//! Event sources that can be hooked to an [`InputHandler`].

use std::io::{self, BufRead};
use std::sync::atomic::{AtomicBool, Ordering};
use std::sync::mpsc::{self, Receiver, RecvTimeoutError, Sender};
use std::sync::Arc;
use std::thread::{self, JoinHandle};
use std::time::Duration;

use parking_lot::Mutex;

use super::handler::{InputEvent, InputHandler};

/// External producer of input events.
///
/// The engine hooks a source when a run starts and unhooks it when the run
/// leaves `Running`. Events arriving while unhooked are dropped.
pub trait InputSource: Send {
    fn hook(&mut self, handler: InputHandler) -> io::Result<()>;
    fn unhook(&mut self);
}

const POLL_INTERVAL: Duration = Duration::from_millis(20);

/// Input source fed through a channel, dispatched on its own thread.
///
/// Re-hooking waits for the previous dispatch thread to exit, so at most one
/// thread drains the channel at a time.
pub struct ChannelInputSource {
    receiver: Arc<Mutex<Receiver<InputEvent>>>,
    hooked: Arc<AtomicBool>,
    worker: Option<JoinHandle<()>>,
}

impl ChannelInputSource {
    /// Create the source and the sender used to feed it.
    pub fn new() -> (Self, Sender<InputEvent>) {
        let (sender, receiver) = mpsc::channel();
        (
            Self {
                receiver: Arc::new(Mutex::new(receiver)),
                hooked: Arc::new(AtomicBool::new(false)),
                worker: None,
            },
            sender,
        )
    }
}

impl InputSource for ChannelInputSource {
    fn hook(&mut self, handler: InputHandler) -> io::Result<()> {
        if self.hooked.load(Ordering::SeqCst) {
            return Ok(());
        }
        // An unhooked thread exits within one poll interval.
        if let Some(previous) = self.worker.take() {
            let _ = previous.join();
        }
        self.hooked.store(true, Ordering::SeqCst);
        let receiver = Arc::clone(&self.receiver);
        let hooked = Arc::clone(&self.hooked);
        let worker = thread::Builder::new()
            .name("input-dispatch".to_string())
            .spawn(move || {
                let receiver = receiver.lock();
                while hooked.load(Ordering::SeqCst) {
                    match receiver.recv_timeout(POLL_INTERVAL) {
                        Ok(event) => {
                            handler.handle(event);
                        }
                        Err(RecvTimeoutError::Timeout) => {}
                        Err(RecvTimeoutError::Disconnected) => break,
                    }
                }
            });
        match worker {
            Ok(worker) => {
                self.worker = Some(worker);
                Ok(())
            }
            Err(e) => {
                self.hooked.store(false, Ordering::SeqCst);
                Err(e)
            }
        }
    }

    fn unhook(&mut self) {
        self.hooked.store(false, Ordering::SeqCst);
    }
}

/// Input source reading one key name per line, e.g. from stdin.
///
/// The reader thread blocks on the next line; after `unhook` the line that
/// wakes it is discarded and the thread exits.
pub struct LineInputSource<R> {
    reader: Option<R>,
    hooked: Arc<AtomicBool>,
}

impl<R: BufRead + Send + 'static> LineInputSource<R> {
    pub fn new(reader: R) -> Self {
        Self {
            reader: Some(reader),
            hooked: Arc::new(AtomicBool::new(false)),
        }
    }
}

impl<R: BufRead + Send + 'static> InputSource for LineInputSource<R> {
    fn hook(&mut self, handler: InputHandler) -> io::Result<()> {
        let Some(reader) = self.reader.take() else {
            // Already consumed by an earlier run; the thread is still alive.
            self.hooked.store(true, Ordering::SeqCst);
            return Ok(());
        };
        self.hooked.store(true, Ordering::SeqCst);
        let hooked = Arc::clone(&self.hooked);
        thread::Builder::new()
            .name("input-dispatch".to_string())
            .spawn(move || {
                for line in reader.lines() {
                    let Ok(line) = line else { break };
                    if !hooked.load(Ordering::SeqCst) {
                        continue;
                    }
                    match InputEvent::from_key(&line) {
                        Some(event) => {
                            handler.handle(event);
                        }
                        None if line.trim().is_empty() => {}
                        None => tracing::warn!(key = %line.trim(), "Unknown key"),
                    }
                }
            })?;
        Ok(())
    }

    fn unhook(&mut self) {
        self.hooked.store(false, Ordering::SeqCst);
    }
}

◇ ◇ ◇ ◇ ◇

# EXERCISE
Transcribe the whole listing exactly.

# ANSWER TO THIS TASK
//! Event sources that can be hooked to an [`InputHandler`].

use std::io::{self, BufRead};
use std::sync::atomic::{AtomicBool, Ordering};
use std::sync::mpsc::{self, Receiver, RecvTimeoutError, Sender};
use std::sync::Arc;
use std::thread::{self, JoinHandle};
use std::time::Duration;

use parking_lot::Mutex;

use super::handler::{InputEvent, InputHandler};

/// External producer of input events.
///
/// The engine hooks a source when a run starts and unhooks it when the run
/// leaves `Running`. Events arriving while unhooked are dropped.
pub trait InputSource: Send {
    fn hook(&mut self, handler: InputHandler) -> io::Result<()>;
    fn unhook(&mut self);
}

const POLL_INTERVAL: Duration = Duration::from_millis(20);

/// Input source fed through a channel, dispatched on its own thread.
///
/// Re-hooking waits for the previous dispatch thread to exit, so at most one
/// thread drains the channel at a time.
pub struct ChannelInputSource {
    receiver: Arc<Mutex<Receiver<InputEvent>>>,
    hooked: Arc<AtomicBool>,
    worker: Option<JoinHandle<()>>,
}

impl ChannelInputSource {
    /// Create the source and the sender used to feed it.
    pub fn new() -> (Self, Sender<InputEvent>) {
        let (sender, receiver) = mpsc::channel();
        (
            Self {
                receiver: Arc::new(Mutex::new(receiver)),
                hooked: Arc::new(AtomicBool::new(false)),
                worker: None,
            },
            sender,
        )
    }
}

impl InputSource for ChannelInputSource {
    fn hook(&mut self, handler: InputHandler) -> io::Result<()> {
        if self.hooked.load(Ordering::SeqCst) {
            return Ok(());
        }
        // An unhooked thread exits within one poll interval.
        if let Some(previous) = self.worker.take() {
            let _ = previous.join();
        }
        self.hooked.store(true, Ordering::SeqCst);
        let receiver = Arc::clone(&self.receiver);
        let hooked = Arc::clone(&self.hooked);
        let worker = thread::Builder::new()
            .name("input-dispatch".to_string())
            .spawn(move || {
                let receiver = receiver.lock();
                while hooked.load(Ordering::SeqCst) {
                    match receiver.recv_timeout(POLL_INTERVAL) {
                        Ok(event) => {
                            handler.handle(event);
                        }
                        Err(RecvTimeoutError::Timeout) => {}
                        Err(RecvTimeoutError::Disconnected) => break,
                    }
                }
            });
        match worker {
            Ok(worker) => {
                self.worker = Some(worker);
                Ok(())
            }
            Err(e) => {
                self.hooked.store(false, Ordering::SeqCst);
                Err(e)
            }
        }
    }

    fn unhook(&mut self) {
        self.hooked.store(false, Ordering::SeqCst);
    }
}

/// Input source reading one key name per line, e.g. from stdin.
///
/// The reader thread blocks on the next line; after `unhook` the line that
/// wakes it is discarded and the thread exits.
pub struct LineInputSource<R> {
    reader: Option<R>,
    hooked: Arc<AtomicBool>,
}

impl<R: BufRead + Send + 'static> LineInputSource<R> {
    pub fn new(reader: R) -> Self {
        Self {
            reader: Some(reader),
            hooked: Arc::new(AtomicBool::new(false)),
        }
    }
}

impl<R: BufRead + Send + 'static> InputSource for LineInputSource<R> {
    fn hook(&mut self, handler: InputHandler) -> io::Result<()> {
        let Some(reader) = self.reader.take() else {
            // Already consumed by an earlier run; the thread is still alive.
            self.hooked.store(true, Ordering::SeqCst);
            return Ok(());
        };
        self.hooked.store(true, Ordering::SeqCst);
        let hooked = Arc::clone(&self.hooked);
        thread::Builder::new()
            .name("input-dispatch".to_string())
            .spawn(move || {
                for line in reader.lines() {
                    let Ok(line) = line else { break };
                    if !hooked.load(Ordering::SeqCst) {
                        continue;
                    }
                    match InputEvent::from_key(&line) {
                        Some(event) => {
                            handler.handle(event);
                        }
                        None if line.trim().is_empty() => {}
                        None => tracing::warn!(key = %line.trim(), "Unknown key"),
                    }
                }
            })?;
        Ok(())
    }

    fn unhook(&mut self) {
        self.hooked.store(false, Ordering::SeqCst);
    }
}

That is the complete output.